While the Red Sox and Indians were putting baseball fans through an exciting seven game American League Championship Series last week, the Yankees took more than their share of the baseball spotlight with a series of internal meetings at the teams’ spring training headquarters in Tampa Monday and Tuesday that culminated with the Yankees offering Joe Torre a one year contract which he rejected Thursday, Torre calling the contract an insult Friday and the heir apparent to Yankees owner George Steinbrenner his son Hank calling out Torre the longtime manager the weekend.
“Where was Joe's career in '95 when my dad hired him?" Hank Steinbrenner told the New York Post. "My dad was crucified for hiring him.
"Let's not forget what my dad did in giving him that opportunity - and the great team he was handed," Steinbrenner told The Post by phone from Tampa, Fla.
The sentiments represent a classic case of vintage Steinbrenner, from the late 1970’s, 1980’s and the 1990’s, statements George Steinbrenner became infamous for in a period when the Yankees won some of the time but more often than not were noted for a series of bumbling off-field hiring and firing moves. Yes the Yankees have been under fire for their mishandling of Joe Torre’s exit over the last few days, but at the end of the day the younger Steinbrenner would have been well advised to stay away from the tone of the remarks his father became famous for, when the elder Steinbrenner bought the Yankees nearly 35 years ago.
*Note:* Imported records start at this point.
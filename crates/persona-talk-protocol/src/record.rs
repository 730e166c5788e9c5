//! Learning record types carried by the tutoring persona's embedded tag.

use crate::Message;
use chrono::{DateTime, Utc};
use serde::{Deserialize, Serialize};
use std::fmt;
use std::str::FromStr;
use uuid::Uuid;

/// Tag name the tutoring persona uses for its embedded payload.
pub const SAVE_DATA_TAG: &str = "SAVE_DATA";

/// Understanding grade assigned by the tutor.
#[derive(Debug, Clone, Copy, Serialize, Deserialize, PartialEq, Eq, Hash)]
pub enum Evaluation {
    A,
    B,
    C,
    D,
}

impl Evaluation {
    /// Return the grade letter.
    pub fn as_str(&self) -> &'static str {
        match self {
            Evaluation::A => "A",
            Evaluation::B => "B",
            Evaluation::C => "C",
            Evaluation::D => "D",
        }
    }

    /// Human readable rubric for the grade.
    pub fn label(&self) -> &'static str {
        match self {
            Evaluation::A => "deep understanding",
            Evaluation::B => "basic understanding",
            Evaluation::C => "partial understanding",
            Evaluation::D => "needs review",
        }
    }
}

impl fmt::Display for Evaluation {
    fn fmt(&self, f: &mut fmt::Formatter<'_>) -> fmt::Result {
        f.write_str(self.as_str())
    }
}

/// Returned when a string is not one of the four grade letters.
#[derive(Debug, Clone, PartialEq, Eq, thiserror::Error)]
#[error("invalid evaluation: {0:?} (expected A, B, C or D)")]
pub struct ParseEvaluationError(pub String);

impl FromStr for Evaluation {
    type Err = ParseEvaluationError;

    fn from_str(value: &str) -> Result<Self, Self::Err> {
        match value {
            "A" => Ok(Evaluation::A),
            "B" => Ok(Evaluation::B),
            "C" => Ok(Evaluation::C),
            "D" => Ok(Evaluation::D),
            other => Err(ParseEvaluationError(other.to_string())),
        }
    }
}

/// Structured summary of a tutoring session, decoded from a reply.
#[derive(Debug, Clone, Serialize, Deserialize, PartialEq, Eq)]
pub struct EmbeddedRecord {
    /// School subject.
    pub subject: String,
    /// Topic within the subject.
    pub topic: String,
    /// Understanding grade.
    pub evaluation: Evaluation,
    /// Short summary, about 50 characters by convention.
    pub summary: String,
}

/// Persisted learning record with its transcript snapshot.
#[derive(Debug, Clone, Serialize, Deserialize, PartialEq)]
pub struct LearningLog {
    /// Record identifier.
    pub id: Uuid,
    /// Principal that owns the record.
    pub user_id: String,
    /// School subject.
    pub subject: String,
    /// Topic within the subject.
    pub topic: String,
    /// Understanding grade.
    pub evaluation: Evaluation,
    /// Short summary.
    pub summary: String,
    /// Conversation at the time the record was extracted.
    pub transcript: Vec<Message>,
    /// Creation timestamp.
    pub created_at: DateTime<Utc>,
}

#[cfg(test)]
mod tests {
    use super::{Evaluation, ParseEvaluationError};
    use pretty_assertions::assert_eq;

    #[test]
    fn evaluation_parses_only_grade_letters() {
        assert_eq!("A".parse::<Evaluation>(), Ok(Evaluation::A));
        assert_eq!("D".parse::<Evaluation>(), Ok(Evaluation::D));
        assert_eq!(
            "a".parse::<Evaluation>(),
            Err(ParseEvaluationError("a".to_string()))
        );
        assert!("E".parse::<Evaluation>().is_err());
        assert!("".parse::<Evaluation>().is_err());
    }

    #[test]
    fn evaluation_serializes_as_letter() {
        let value = serde_json::to_string(&Evaluation::C).expect("serialize");
        assert_eq!(value, "\"C\"");
        assert_eq!(Evaluation::C.label(), "partial understanding");
    }
}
A group of investors, led by Cleveland-based shipbuilder George Steinbrenner, purchased the club from CBS on January 3, 1973 for $8.7 million. Mike Burke stayed on as president until he quit in April. Within a year, Steinbrenner bought out most of his other partners and became the team's principal owner, although Burke continued to hold a minority share into the 1980s.
One of Steinbrenner's major goals was to repair the Stadium, which had greatly deteriorated (along with the surrounding area) by the late 60's. CBS had suggested renovations, but the team would have to play elsewhere, and the Mets refused to open their home, Shea Stadium, to the Yankees. A new stadium in the Meadowlands, across town in New Jersey was also suggested. Finally, in mid-1972, Mayor John Lindsay stepped in. The city bought the Stadium, and began an extensive two-year renovation period. Since the city also owned Shea, the Mets had to begrudgingly allow the Yankees to play the two seasons out there. The renovations modernized the look of the stadium and reconfigured some of the seating.
After the 1974 season, Steinbrenner made a move that started the modern era of free agency, signing star pitcher James Augustus "Catfish" Hunter away from Oakland. Midway through the 1975 season, the Boss made another move, hiring former second baseman Billy Martin as manager. With Martin as the helm, the Yankees reached the 1976 World Series, but were swept by the Cincinnati Reds, the famed Big Red Machine.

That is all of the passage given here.